* What the task requires
Take the records below and retype them line by line, from the first line through the one containing "is deliberately a"; stop there.

(Saved data entries)
*** Block opens ***
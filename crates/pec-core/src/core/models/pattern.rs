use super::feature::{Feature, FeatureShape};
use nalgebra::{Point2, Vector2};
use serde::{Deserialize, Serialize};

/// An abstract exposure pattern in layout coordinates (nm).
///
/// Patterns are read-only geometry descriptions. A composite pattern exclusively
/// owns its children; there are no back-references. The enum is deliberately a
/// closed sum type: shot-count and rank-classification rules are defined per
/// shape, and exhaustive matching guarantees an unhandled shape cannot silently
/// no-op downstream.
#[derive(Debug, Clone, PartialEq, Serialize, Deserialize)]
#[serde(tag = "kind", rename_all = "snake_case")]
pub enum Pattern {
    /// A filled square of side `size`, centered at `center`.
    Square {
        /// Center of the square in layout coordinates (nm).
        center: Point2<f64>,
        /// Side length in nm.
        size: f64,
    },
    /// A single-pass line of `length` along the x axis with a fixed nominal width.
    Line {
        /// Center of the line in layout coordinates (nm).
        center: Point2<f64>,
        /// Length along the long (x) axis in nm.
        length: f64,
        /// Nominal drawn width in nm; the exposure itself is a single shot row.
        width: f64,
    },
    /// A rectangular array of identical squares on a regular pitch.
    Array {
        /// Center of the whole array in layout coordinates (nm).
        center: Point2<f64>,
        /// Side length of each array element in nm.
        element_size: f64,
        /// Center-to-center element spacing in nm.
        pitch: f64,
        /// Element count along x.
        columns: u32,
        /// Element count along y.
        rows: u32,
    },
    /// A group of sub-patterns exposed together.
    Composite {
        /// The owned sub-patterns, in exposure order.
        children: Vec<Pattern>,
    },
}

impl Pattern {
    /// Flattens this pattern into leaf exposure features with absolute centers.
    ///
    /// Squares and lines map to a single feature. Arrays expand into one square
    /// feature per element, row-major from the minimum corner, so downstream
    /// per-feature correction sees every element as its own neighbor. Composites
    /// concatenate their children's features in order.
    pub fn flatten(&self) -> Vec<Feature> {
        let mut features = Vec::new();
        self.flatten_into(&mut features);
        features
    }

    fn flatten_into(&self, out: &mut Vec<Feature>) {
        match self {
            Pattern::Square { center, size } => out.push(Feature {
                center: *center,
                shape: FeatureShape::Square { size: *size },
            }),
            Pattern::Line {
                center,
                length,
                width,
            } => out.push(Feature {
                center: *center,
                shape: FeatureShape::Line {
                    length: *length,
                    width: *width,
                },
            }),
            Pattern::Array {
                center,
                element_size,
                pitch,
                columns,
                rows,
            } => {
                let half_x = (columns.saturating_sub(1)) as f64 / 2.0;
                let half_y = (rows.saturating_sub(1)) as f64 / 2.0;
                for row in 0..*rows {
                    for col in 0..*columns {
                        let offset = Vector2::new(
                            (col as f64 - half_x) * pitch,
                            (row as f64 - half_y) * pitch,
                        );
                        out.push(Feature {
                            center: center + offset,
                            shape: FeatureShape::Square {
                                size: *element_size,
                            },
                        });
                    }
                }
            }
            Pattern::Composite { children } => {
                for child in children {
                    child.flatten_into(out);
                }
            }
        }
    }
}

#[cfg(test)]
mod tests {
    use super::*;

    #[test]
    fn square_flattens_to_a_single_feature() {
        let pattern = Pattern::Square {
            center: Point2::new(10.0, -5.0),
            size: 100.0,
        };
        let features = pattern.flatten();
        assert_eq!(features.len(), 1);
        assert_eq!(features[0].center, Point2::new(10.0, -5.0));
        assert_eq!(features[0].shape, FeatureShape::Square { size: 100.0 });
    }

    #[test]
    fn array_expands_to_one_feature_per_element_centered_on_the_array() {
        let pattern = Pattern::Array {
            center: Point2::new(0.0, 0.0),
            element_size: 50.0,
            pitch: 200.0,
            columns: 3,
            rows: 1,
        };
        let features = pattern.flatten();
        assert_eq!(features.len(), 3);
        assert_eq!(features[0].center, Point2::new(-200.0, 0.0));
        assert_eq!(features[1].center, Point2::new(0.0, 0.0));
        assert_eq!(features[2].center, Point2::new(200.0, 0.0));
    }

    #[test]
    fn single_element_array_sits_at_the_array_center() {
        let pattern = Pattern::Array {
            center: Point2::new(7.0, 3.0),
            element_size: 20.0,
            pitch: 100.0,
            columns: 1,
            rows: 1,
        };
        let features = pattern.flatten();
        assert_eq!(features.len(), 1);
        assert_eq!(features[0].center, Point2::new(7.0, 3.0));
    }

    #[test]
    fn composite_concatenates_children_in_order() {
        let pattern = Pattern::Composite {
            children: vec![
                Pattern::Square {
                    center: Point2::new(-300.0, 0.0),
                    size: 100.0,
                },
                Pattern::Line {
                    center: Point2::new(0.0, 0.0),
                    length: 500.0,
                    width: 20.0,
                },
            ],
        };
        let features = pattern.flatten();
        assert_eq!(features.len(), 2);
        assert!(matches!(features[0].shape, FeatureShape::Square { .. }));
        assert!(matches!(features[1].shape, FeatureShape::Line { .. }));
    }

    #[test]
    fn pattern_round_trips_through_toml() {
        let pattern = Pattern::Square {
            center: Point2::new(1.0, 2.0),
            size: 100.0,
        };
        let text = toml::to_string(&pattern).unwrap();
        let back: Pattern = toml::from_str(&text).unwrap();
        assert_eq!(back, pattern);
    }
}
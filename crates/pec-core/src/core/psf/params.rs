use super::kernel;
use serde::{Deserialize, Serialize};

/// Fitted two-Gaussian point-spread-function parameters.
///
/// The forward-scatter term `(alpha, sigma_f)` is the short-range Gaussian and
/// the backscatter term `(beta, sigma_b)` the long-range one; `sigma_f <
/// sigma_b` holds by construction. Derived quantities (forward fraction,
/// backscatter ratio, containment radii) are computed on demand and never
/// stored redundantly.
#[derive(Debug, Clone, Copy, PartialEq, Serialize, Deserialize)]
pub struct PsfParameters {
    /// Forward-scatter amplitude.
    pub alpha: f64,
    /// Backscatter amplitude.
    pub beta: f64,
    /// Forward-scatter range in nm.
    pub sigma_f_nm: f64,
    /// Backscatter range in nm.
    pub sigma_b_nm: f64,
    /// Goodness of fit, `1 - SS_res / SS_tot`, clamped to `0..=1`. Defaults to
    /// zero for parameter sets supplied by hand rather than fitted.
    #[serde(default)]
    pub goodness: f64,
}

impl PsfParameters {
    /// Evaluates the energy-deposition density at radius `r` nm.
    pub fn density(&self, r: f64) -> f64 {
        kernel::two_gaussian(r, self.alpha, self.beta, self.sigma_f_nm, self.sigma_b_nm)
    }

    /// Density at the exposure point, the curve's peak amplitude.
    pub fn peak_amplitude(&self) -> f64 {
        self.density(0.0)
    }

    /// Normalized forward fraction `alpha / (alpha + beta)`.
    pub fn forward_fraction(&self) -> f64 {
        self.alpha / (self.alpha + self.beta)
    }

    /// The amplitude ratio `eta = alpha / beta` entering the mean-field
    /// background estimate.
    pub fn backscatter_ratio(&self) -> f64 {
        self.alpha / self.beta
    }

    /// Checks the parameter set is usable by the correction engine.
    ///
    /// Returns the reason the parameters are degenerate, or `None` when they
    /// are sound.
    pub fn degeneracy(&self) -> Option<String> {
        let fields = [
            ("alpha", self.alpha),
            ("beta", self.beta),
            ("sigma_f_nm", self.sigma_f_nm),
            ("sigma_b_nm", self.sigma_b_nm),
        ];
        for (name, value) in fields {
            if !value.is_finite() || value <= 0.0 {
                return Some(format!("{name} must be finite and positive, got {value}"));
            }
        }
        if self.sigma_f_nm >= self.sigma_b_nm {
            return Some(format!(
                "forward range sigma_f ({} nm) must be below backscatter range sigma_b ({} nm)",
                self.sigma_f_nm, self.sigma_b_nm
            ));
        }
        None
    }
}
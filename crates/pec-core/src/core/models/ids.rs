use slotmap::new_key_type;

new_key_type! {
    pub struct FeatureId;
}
*** Block closes ***
* Output
filename crates/pec-core/src/core/models/pattern.rs
use super::feature::{Feature, FeatureShape};
use nalgebra::{Point2, Vector2};
use serde::{Deserialize, Serialize};

/// An abstract exposure pattern in layout coordinates (nm).
///
/// Patterns are read-only geometry descriptions. A composite pattern exclusively
/// owns its children; there are no back-references. The enum is deliberately a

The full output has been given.